▶ [Instructions for the task] Once the line containing "fields, record has" has been written out, stop; until then, restate each line of the entries below word for word from the first.

[Opening Data excerpts section]

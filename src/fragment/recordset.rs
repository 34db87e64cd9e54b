//! Fragments (record sets)
//!
//! A fragment is a named, schema-typed list of records held entirely in
//! memory. This module also owns the binary image used by the file backend.

use byteorder::{LittleEndian, ReadBytesExt, WriteBytesExt};
use bytes::Bytes;
use std::io::{Cursor, Read, Write};

use super::record::Record;
use super::schema::{Field, Schema};
use super::types::FieldType;
use crate::error::{Error, Result};
use crate::expr::Value;

const MAGIC: &[u8; 4] = b"FRAG";
const FORMAT_VERSION: u8 = 1;

/// A materialised fragment
#[derive(Debug, Clone, PartialEq)]
pub struct Fragment {
    name: String,
    schema: Schema,
    records: Vec<Record>,
    /// Intermediate result not meant to be registered
    tmp: bool,
}

impl Fragment {
    pub fn new(name: impl Into<String>, schema: Schema) -> Self {
        Self {
            name: name.into(),
            schema,
            records: Vec::new(),
            tmp: false,
        }
    }

    /// Mark the fragment as temporary
    pub fn with_tmp(mut self, tmp: bool) -> Self {
        self.tmp = tmp;
        self
    }

    pub fn name(&self) -> &str {
        &self.name
    }

    pub fn set_name(&mut self, name: impl Into<String>) {
        self.name = name.into();
    }

    pub fn schema(&self) -> &Schema {
        &self.schema
    }

    pub fn is_tmp(&self) -> bool {
        self.tmp
    }

    pub fn records(&self) -> &[Record] {
        &self.records
    }

    pub fn row_count(&self) -> usize {
        self.records.len()
    }

    pub fn field_count(&self) -> usize {
        self.schema.field_count()
    }

    /// Reserve room for exactly `additional` more rows
    pub fn reserve_exact(&mut self, additional: usize) {
        self.records.reserve_exact(additional);
    }

    /// Append an encoded record
    pub fn push_record(&mut self, record: Record) -> Result<()> {
        if record.field_count() != self.schema.field_count() {
            return Err(Error::exec(format!(
                "fragment '{}' has {} fields, record has {}",
                self.name,
                self.schema.field_count(),
                record.field_count()
            )));
        }
        self.records.push(record);
        Ok(())
    }

    /// Encode and append one row of values
    pub fn push_values(&mut self, values: &[Value]) -> Result<()> {
        let record = Record::from_values(values, &self.schema.field_types())?;
        self.records.push(record);
        Ok(())
    }

    /// Decode the value at (`row`, `field`)
    pub fn value(&self, row: usize, field: usize) -> Result<Value> {
        let record = self.records.get(row).ok_or_else(|| {
            Error::exec(format!("row {} out of range in fragment '{}'", row, self.name))
        })?;
        let ty = self
            .schema
            .get_field_by_index(field)
            .map(|f| f.field_type)
            .ok_or_else(|| Error::FieldNotFound(format!("#{}", field), self.name.clone()))?;
        record.value(field, ty)
    }

    /// Index of a named field
    pub fn field_index(&self, name: &str) -> Result<usize> {
        self.schema
            .field_index(name)
            .ok_or_else(|| Error::FieldNotFound(name.to_string(), self.name.clone()))
    }

    /// Index of the identifier column
    pub fn id_field_index(&self) -> Result<usize> {
        self.schema.id_field_index().ok_or_else(|| {
            Error::exec(format!("fragment '{}' has no identifier column", self.name))
        })
    }

    /// Decoded identifier column
    pub fn ids(&self) -> Result<Vec<i64>> {
        let idx = self.id_field_index()?;
        (0..self.records.len())
            .map(|row| self.value(row, idx)?.get_long_value("identifier"))
            .collect()
    }

    /// Sum of the encoded sizes of all records
    pub fn size_bytes(&self) -> usize {
        self.records.iter().map(|r| r.size_bytes()).sum()
    }

    /// Rearrange rows so that row `i` becomes the old row `order[i]`
    pub fn reorder(&mut self, order: &[usize]) -> Result<()> {
        if order.len() != self.records.len() {
            return Err(Error::exec("row permutation has the wrong length"));
        }
        let mut seen = vec![false; order.len()];
        for &i in order {
            match seen.get_mut(i) {
                Some(slot) if !*slot => *slot = true,
                _ => {
                    return Err(Error::exec(format!(
                        "invalid row index {} in permutation",
                        i
                    )))
                }
            }
        }
        self.records = order.iter().map(|&i| self.records[i].clone()).collect();
        Ok(())
    }

    /// Serialize to the on-disk image
    pub fn to_bytes(&self) -> Result<Vec<u8>> {
        let mut buf = Vec::with_capacity(64 + self.size_bytes());
        buf.write_all(MAGIC)?;
        buf.write_u8(FORMAT_VERSION)?;
        write_chunk(&mut buf, self.name.as_bytes())?;
        buf.write_u8(self.tmp as u8)?;

        buf.write_u32::<LittleEndian>(self.schema.field_count() as u32)?;
        for field in self.schema.fields() {
            write_chunk(&mut buf, field.name.as_bytes())?;
            buf.write_u8(field.field_type.tag())?;
            buf.write_u8(field.identifier as u8)?;
        }

        buf.write_u64::<LittleEndian>(self.records.len() as u64)?;
        for record in &self.records {
            for field in record.fields() {
                write_chunk(&mut buf, field)?;
            }
        }
        Ok(buf)
    }

    /// Deserialize from the on-disk image
    pub fn from_bytes(data: &[u8]) -> Result<Self> {
        let mut cur = Cursor::new(data);
        let mut magic = [0u8; 4];
        cur.read_exact(&mut magic)?;
        if &magic != MAGIC {
            return Err(Error::Api("not a fragment image".to_string()));
        }
        let version = cur.read_u8()?;
        if version != FORMAT_VERSION {
            return Err(Error::Api(format!("unsupported fragment version {}", version)));
        }

        let name = read_string(&mut cur)?;
        let tmp = cur.read_u8()? != 0;

        let nfields = cur.read_u32::<LittleEndian>()? as usize;
        let mut schema = Schema::new();
        for _ in 0..nfields {
            let fname = read_string(&mut cur)?;
            let tag = cur.read_u8()?;
            let ty = FieldType::from_tag(tag)
                .ok_or_else(|| Error::Api(format!("unknown field type tag {}", tag)))?;
            let identifier = cur.read_u8()? != 0;
            schema.add_field(Field::new(fname, ty, 0).identifier(identifier));
        }

        let nrows = cur.read_u64::<LittleEndian>()? as usize;
        let mut records = Vec::with_capacity(nrows.min(data.len()));
        for _ in 0..nrows {
            let fields = (0..nfields)
                .map(|_| read_chunk(&mut cur).map(Bytes::from))
                .collect::<Result<Vec<_>>>()?;
            records.push(Record::new(fields));
        }

        Ok(Self {
            name,
            schema,
            records,
            tmp,
        })
    }
}

fn write_chunk(buf: &mut Vec<u8>, data: &[u8]) -> Result<()> {
    buf.write_u32::<LittleEndian>(data.len() as u32)?;
    buf.write_all(data)?;
    Ok(())
}

fn read_chunk(cur: &mut Cursor<&[u8]>) -> Result<Vec<u8>> {
    let len = cur.read_u32::<LittleEndian>()? as usize;
    let remaining = cur.get_ref().len() - cur.position() as usize;
    if len > remaining {
        return Err(Error::Api("truncated fragment image".to_string()));
    }
    let mut data = vec![0u8; len];
    cur.read_exact(&mut data)?;
    Ok(data)
}

fn read_string(cur: &mut Cursor<&[u8]>) -> Result<String> {
    String::from_utf8(read_chunk(cur)?)
        .map_err(|e| Error::Api(format!("invalid UTF-8 in fragment image: {}", e)))
}

#[cfg(test)]
mod tests {
    use super::*;

    fn sample() -> Fragment {
        let schema = Schema::from_pairs([
            ("id", FieldType::Long),
            ("v", FieldType::Real),
            ("label", FieldType::String),
        ]);
        let mut frag = Fragment::new("f", schema);
        for (id, v) in [(1, 10.0), (2, 20.0), (3, 30.0)] {
            frag.push_values(&[Value::Long(id), Value::Double(v), Value::Str(format!("r{}", id))])
                .unwrap();
        }
        frag
    }

    #[test]
    fn test_fragment_access() {
        let frag = sample();
        assert_eq!(frag.row_count(), 3);
        assert_eq!(frag.id_field_index().unwrap(), 0);
        assert_eq!(frag.ids().unwrap(), vec![1, 2, 3]);
        assert_eq!(frag.value(1, 1).unwrap(), Value::Double(20.0));
        assert!(matches!(frag.field_index("w"), Err(Error::FieldNotFound(..))));
        assert!(frag.value(5, 0).is_err());
    }

    #[test]
    fn test_reorder() {
        let mut frag = sample();
        frag.reorder(&[2, 0, 1]).unwrap();
        assert_eq!(frag.ids().unwrap(), vec![3, 1, 2]);
        assert!(frag.reorder(&[0, 0, 1]).is_err());
        assert!(frag.reorder(&[0, 1, 7]).is_err());
        // A rejected permutation leaves the rows untouched
        assert_eq!(frag.ids().unwrap(), vec![3, 1, 2]);
        assert_eq!(frag.row_count(), 3);
    }

    #[test]
    fn test_disk_image() {
        let frag = sample().with_tmp(true);
        let bytes = frag.to_bytes().unwrap();
        let loaded = Fragment::from_bytes(&bytes).unwrap();
        assert_eq!(loaded, frag);

        assert!(Fragment::from_bytes(b"NOPE").is_err());
        assert!(Fragment::from_bytes(&bytes[..bytes.len() - 2]).is_err());
    }
}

[Closing Data excerpts section]

▶ [Result of this task]
filename src/fragment/recordset.rs
repository 34db87e64cd9e54b
//! Fragments (record sets)
//!
//! A fragment is a named, schema-typed list of records held entirely in
//! memory. This module also owns the binary image used by the file backend.

use byteorder::{LittleEndian, ReadBytesExt, WriteBytesExt};
use bytes::Bytes;
use std::io::{Cursor, Read, Write};

use super::record::Record;
use super::schema::{Field, Schema};
use super::types::FieldType;
use crate::error::{Error, Result};
use crate::expr::Value;

const MAGIC: &[u8; 4] = b"FRAG";
const FORMAT_VERSION: u8 = 1;

/// A materialised fragment
#[derive(Debug, Clone, PartialEq)]
pub struct Fragment {
    name: String,
    schema: Schema,
    records: Vec<Record>,
    /// Intermediate result not meant to be registered
    tmp: bool,
}

impl Fragment {
    pub fn new(name: impl Into<String>, schema: Schema) -> Self {
        Self {
            name: name.into(),
            schema,
            records: Vec::new(),
            tmp: false,
        }
    }

    /// Mark the fragment as temporary
    pub fn with_tmp(mut self, tmp: bool) -> Self {
        self.tmp = tmp;
        self
    }

    pub fn name(&self) -> &str {
        &self.name
    }

    pub fn set_name(&mut self, name: impl Into<String>) {
        self.name = name.into();
    }

    pub fn schema(&self) -> &Schema {
        &self.schema
    }

    pub fn is_tmp(&self) -> bool {
        self.tmp
    }

    pub fn records(&self) -> &[Record] {
        &self.records
    }

    pub fn row_count(&self) -> usize {
        self.records.len()
    }

    pub fn field_count(&self) -> usize {
        self.schema.field_count()
    }

    /// Reserve room for exactly `additional` more rows
    pub fn reserve_exact(&mut self, additional: usize) {
        self.records.reserve_exact(additional);
    }

    /// Append an encoded record
    pub fn push_record(&mut self, record: Record) -> Result<()> {
        if record.field_count() != self.schema.field_count() {
            return Err(Error::exec(format!(
                "fragment '{}' has {} fields, record has {}",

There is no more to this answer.